The lag time, or the time for the sample to travel down the tubing to the TRAVERT system, was calculated using the measured flow rate (approximately 101 standard L min−1), cross-sectional area of the polyethylene tubing (6.35-mm inner diameter), and its length (91.4 m). Although the inlet tubes were mounted at different heights, equal lengths of tubing were used for equal sample travel times. The lag time was approximately 12 s throughout the test periods. This was a small fraction of the 5-min sampling time and was, therefore, neglected in the data analysis.

The lower detection limit (LDL) for the SF6 concentration measurement was determined as three times the noise of the instrument. Table 3 presents the LDL for each of the intensive observation periods. The LDL normalized by a tracer release rate of 3 g s−1 is also given in Table 3 for comparison during subsequent discussions using normalized concentrations.

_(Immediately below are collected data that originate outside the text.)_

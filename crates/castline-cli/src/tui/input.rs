//! Input buffer and key handling.

use super::app::{App, AppAction};

/// Key inputs the chat UI reacts to.
#[derive(Debug, Clone, Copy, PartialEq, Eq)]
pub enum KeyInput {
    Char(char),
    Enter,
    Backspace,
    Delete,
    Left,
    Right,
    Home,
    End,
    Esc,
}

/// The input line: text buffer plus cursor position.
#[derive(Debug, Default)]
pub struct InputState {
    buffer: String,
    cursor: usize,
}

impl InputState {
    pub fn new() -> Self {
        Self::default()
    }

    pub fn buffer(&self) -> &str {
        &self.buffer
    }

    pub fn cursor(&self) -> usize {
        self.cursor
    }

    /// Handle one key. Editing keys are ignored while input is disabled;
    /// Esc always quits.
    pub fn handle_key(&mut self, key: KeyInput, app: &App) -> Vec<AppAction> {
        if key == KeyInput::Esc {
            return vec![AppAction::Quit(app.exit_outcome())];
        }
        if !app.input_enabled() {
            return vec![];
        }

        match key {
            KeyInput::Char(c) => {
                self.buffer.insert(self.cursor, c);
                self.cursor = self.cursor.saturating_add(c.len_utf8());
                vec![AppAction::Render]
            }
            KeyInput::Backspace => {
                if self.cursor > 0 {
                    let prev = floor_char_boundary(&self.buffer, self.cursor - 1);
                    self.buffer.remove(prev);
                    self.cursor = prev;
                }
                vec![AppAction::Render]
            }
            KeyInput::Delete => {
                if self.cursor < self.buffer.len() {
                    self.buffer.remove(self.cursor);
                }
                vec![AppAction::Render]
            }
            KeyInput::Left => {
                if self.cursor > 0 {
                    self.cursor = floor_char_boundary(&self.buffer, self.cursor - 1);
                }
                vec![AppAction::Render]
            }
            KeyInput::Right => {
                if self.cursor < self.buffer.len() {
                    self.cursor = ceil_char_boundary(&self.buffer, self.cursor + 1);
                }
                vec![AppAction::Render]
            }
            KeyInput::Home => {
                self.cursor = 0;
                vec![AppAction::Render]
            }
            KeyInput::End => {
                self.cursor = self.buffer.len();
                vec![AppAction::Render]
            }
            // empty lines are submitted like any other
            KeyInput::Enter => {
                let line = std::mem::take(&mut self.buffer);
                self.cursor = 0;
                vec![AppAction::Submit(line), AppAction::Render]
            }
            KeyInput::Esc => vec![],
        }
    }
}

fn floor_char_boundary(s: &str, mut i: usize) -> usize {
    while i > 0 && !s.is_char_boundary(i) {
        i -= 1;
    }
    i
}

fn ceil_char_boundary(s: &str, mut i: usize) -> usize {
    while i < s.len() && !s.is_char_boundary(i) {
        i += 1;
    }
    i
}

#[cfg(test)]
mod tests {
    use super::*;
    use crate::tui::app::Outcome;

    fn app() -> App {
        App::new("alice", "localhost:3000")
    }

    #[test]
    fn chars_build_the_buffer() {
        let mut input = InputState::new();
        let app = app();
        input.handle_key(KeyInput::Char('h'), &app);
        input.handle_key(KeyInput::Char('i'), &app);
        assert_eq!(input.buffer(), "hi");
        assert_eq!(input.cursor(), 2);
    }

    #[test]
    fn backspace_removes_before_cursor() {
        let mut input = InputState::new();
        let app = app();
        input.handle_key(KeyInput::Char('a'), &app);
        input.handle_key(KeyInput::Char('b'), &app);
        input.handle_key(KeyInput::Backspace, &app);
        assert_eq!(input.buffer(), "a");
        assert_eq!(input.cursor(), 1);
    }

    #[test]
    fn enter_submits_and_clears() {
        let mut input = InputState::new();
        let app = app();
        for c in "hello".chars() {
            input.handle_key(KeyInput::Char(c), &app);
        }
        let actions = input.handle_key(KeyInput::Enter, &app);
        assert_eq!(actions[0], AppAction::Submit("hello".into()));
        assert!(input.buffer().is_empty());
        assert_eq!(input.cursor(), 0);
    }

    #[test]
    fn empty_enter_still_submits() {
        let mut input = InputState::new();
        let app = app();
        let actions = input.handle_key(KeyInput::Enter, &app);
        assert_eq!(actions[0], AppAction::Submit(String::new()));
    }

    #[test]
    fn editing_is_ignored_while_disabled_but_esc_quits() {
        let mut input = InputState::new();
        let mut app = app();
        app.fault("dead".into());

        assert!(input.handle_key(KeyInput::Char('x'), &app).is_empty());
        assert!(input.handle_key(KeyInput::Enter, &app).is_empty());
        assert_eq!(
            input.handle_key(KeyInput::Esc, &app),
            vec![AppAction::Quit(Outcome::Fault)]
        );
    }

    #[test]
    fn cursor_movement_respects_char_boundaries() {
        let mut input = InputState::new();
        let app = app();
        input.handle_key(KeyInput::Char('é'), &app);
        input.handle_key(KeyInput::Char('x'), &app);
        input.handle_key(KeyInput::Home, &app);
        input.handle_key(KeyInput::Right, &app);
        assert_eq!(input.cursor(), 'é'.len_utf8());
        input.handle_key(KeyInput::Left, &app);
        assert_eq!(input.cursor(), 0);
    }
}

Factors such as the duration since the tracer release, comparisons between concentrations at different profile levels, and the winds at the different levels were also considered when determining whether a low concentration was valid.

Actual calibration coefficients utilized in the postprocessing of these SF6 data were determined with several factors in mind. A suite of calibration gases was analyzed with this system during non-IOP periods. By considering an average response for calibration runs that were conducted on the non-IOP periods as well as the span checks that were run during each 5-min analysis cycle, an appropriate calibration factor was applied. Furthermore, when applying the calibration to the raw voltage data that was collected from the ECD, the zero air voltage that was subtracted from the sample response was the linearly interpolated zero between the current and previous analysis period to account for short-term instrument drift.

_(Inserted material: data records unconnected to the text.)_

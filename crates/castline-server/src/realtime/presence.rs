//! Presence registry: the set of currently connected usernames.

use dashmap::DashSet;

use castline_core::{CastlineError, Result};

/// Server-owned username set. A name present here corresponds to exactly one
/// live session; the sharded set gives check-and-insert atomicity across
/// concurrently arriving connects.
#[derive(Default)]
pub struct Presence {
    users: DashSet<String>,
}

impl Presence {
    pub fn new() -> Self {
        Self { users: DashSet::new() }
    }

    /// Claim `name`. Rejects with `DuplicateName` if a live session already
    /// holds it, leaving the set unchanged.
    pub fn try_connect(&self, name: &str) -> Result<()> {
        if self.users.insert(name.to_string()) {
            Ok(())
        } else {
            Err(CastlineError::DuplicateName(name.to_string()))
        }
    }

    /// Release `name`. Removing an absent name is a no-op: a session may
    /// disconnect after having been rejected or already removed.
    pub fn disconnect(&self, name: &str) {
        self.users.remove(name);
    }

    pub fn contains(&self, name: &str) -> bool {
        self.users.contains(name)
    }

    pub fn len(&self) -> usize {
        self.users.len()
    }

    pub fn is_empty(&self) -> bool {
        self.users.is_empty()
    }
}

#[cfg(test)]
mod tests {
    use super::*;

    #[test]
    fn duplicate_connect_is_rejected() {
        let presence = Presence::new();
        presence.try_connect("alice").unwrap();
        let err = presence.try_connect("alice").unwrap_err();
        assert!(matches!(err, CastlineError::DuplicateName(name) if name == "alice"));
        assert_eq!(presence.len(), 1);
    }

    #[test]
    fn disconnect_is_idempotent() {
        let presence = Presence::new();
        presence.try_connect("alice").unwrap();
        presence.disconnect("alice");
        presence.disconnect("alice");
        presence.disconnect("never-joined");
        assert!(presence.is_empty());
    }

    #[test]
    fn name_is_free_again_after_disconnect() {
        let presence = Presence::new();
        presence.try_connect("alice").unwrap();
        presence.disconnect("alice");
        presence.try_connect("alice").unwrap();
        assert!(presence.contains("alice"));
    }
}
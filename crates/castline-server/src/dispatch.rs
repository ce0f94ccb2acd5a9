//! Inbound envelope dispatch.
//!
//! One decode per frame; the original raw frame is what gets re-broadcast,
//! never a re-encoding. Malformed frames are logged and dropped; a single
//! session's garbage never takes the server down.

use std::sync::Arc;

use castline_core::{Cause, Envelope, Kind};

use crate::realtime::{Hub, SessionId};

/// Routes each inbound frame through the connect/disconnect/user policy.
pub struct Dispatcher {
    hub: Arc<Hub>,
}

impl Dispatcher {
    pub fn new(hub: Arc<Hub>) -> Self {
        Self { hub }
    }

    /// Handle one inbound text frame from `session`.
    pub async fn dispatch(&self, session: SessionId, raw: &str) {
        let env = match Envelope::decode(raw) {
            Ok(env) => env,
            Err(e) => {
                tracing::warn!(session = %session, error = %e, payload = raw, "dropping malformed frame");
                return;
            }
        };

        match env.kind {
            Kind::Connect => self.handle_connect(session, &env, raw).await,
            Kind::Disconnect => {
                self.hub.disconnect_name(session, &env.sender);
                tracing::info!(session = %session, user = %env.sender, "user disconnected");
                self.hub.broadcast(raw);
            }
            Kind::User => {
                tracing::info!(session = %session, user = %env.sender, "broadcasting message");
                self.hub.broadcast(raw);
            }
            Kind::Server => {
                // Not a client operation; only the server originates notices.
                tracing::debug!(session = %session, "ignoring client-sent server notice");
            }
        }
    }

    /// A session's socket is gone. Frees its registry entries.
    pub fn session_closed(&self, session: SessionId) {
        self.hub.cleanup(session);
    }

    /// Report a failed connection attempt to everyone still attached.
    pub fn report_transport_error(&self, description: &str) {
        let notice = Envelope::server(
            Cause::Error,
            format!("the broadcast server has encountered an error, {description}"),
        );
        match notice.encode() {
            Ok(frame) => self.hub.broadcast(&frame),
            Err(e) => tracing::error!(error = %e, "failed to encode error notice"),
        }
    }

    async fn handle_connect(&self, session: SessionId, env: &Envelope, raw: &str) {
        match self.hub.try_connect(session, &env.sender) {
            Ok(()) => {
                tracing::info!(session = %session, user = %env.sender, "user connected");
                self.hub.broadcast(raw);
            }
            Err(e) => {
                tracing::info!(session = %session, user = %env.sender, error = %e, "connect rejected");
                let notice = Envelope::server(Cause::Conflict, "username already in chat");
                match notice.encode() {
                    Ok(frame) => self.hub.send_to(session, frame).await,
                    Err(e) => tracing::error!(error = %e, "failed to encode conflict notice"),
                }
                self.hub.close_session(session).await;
            }
        }
    }
}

There were several sources of error in the measurement of tracer concentrations. First, there was a systematic error (±5%) associated with the concentration of the standard gas utilized for the calibration of the voltage signal from the ECD. Additionally, there was a random error from the instrument itself. This was quantified by determining the coefficient of variability (CV) of the span gas measurement. The CV was calculated as the ratio of the standard deviation of the signal to the mean signal, and was expressed as a percent. Table 3 lists the errors associated with the final reported SF6 concentration for each study day. The typical error was ±8%.

4. Tracer results

This field experiment included a total of 32 continuous releases (20 daytime, 12 nighttime) of SF6 tracer during the 11 IOPs. The meteorological conditions during these 32 release periods resulted in tracer concentrations from 26 of the releases (20 daytime, 6 nighttime) detected at the crane site. For ease of interpreting data from the day and night releases, all times in this paper are presented as central daylight time (CDT). Vertical profiles and time series graphs of the data collected at the crane site, as well as a horizontal plume traverse measured both north and south of the crane site, are presented.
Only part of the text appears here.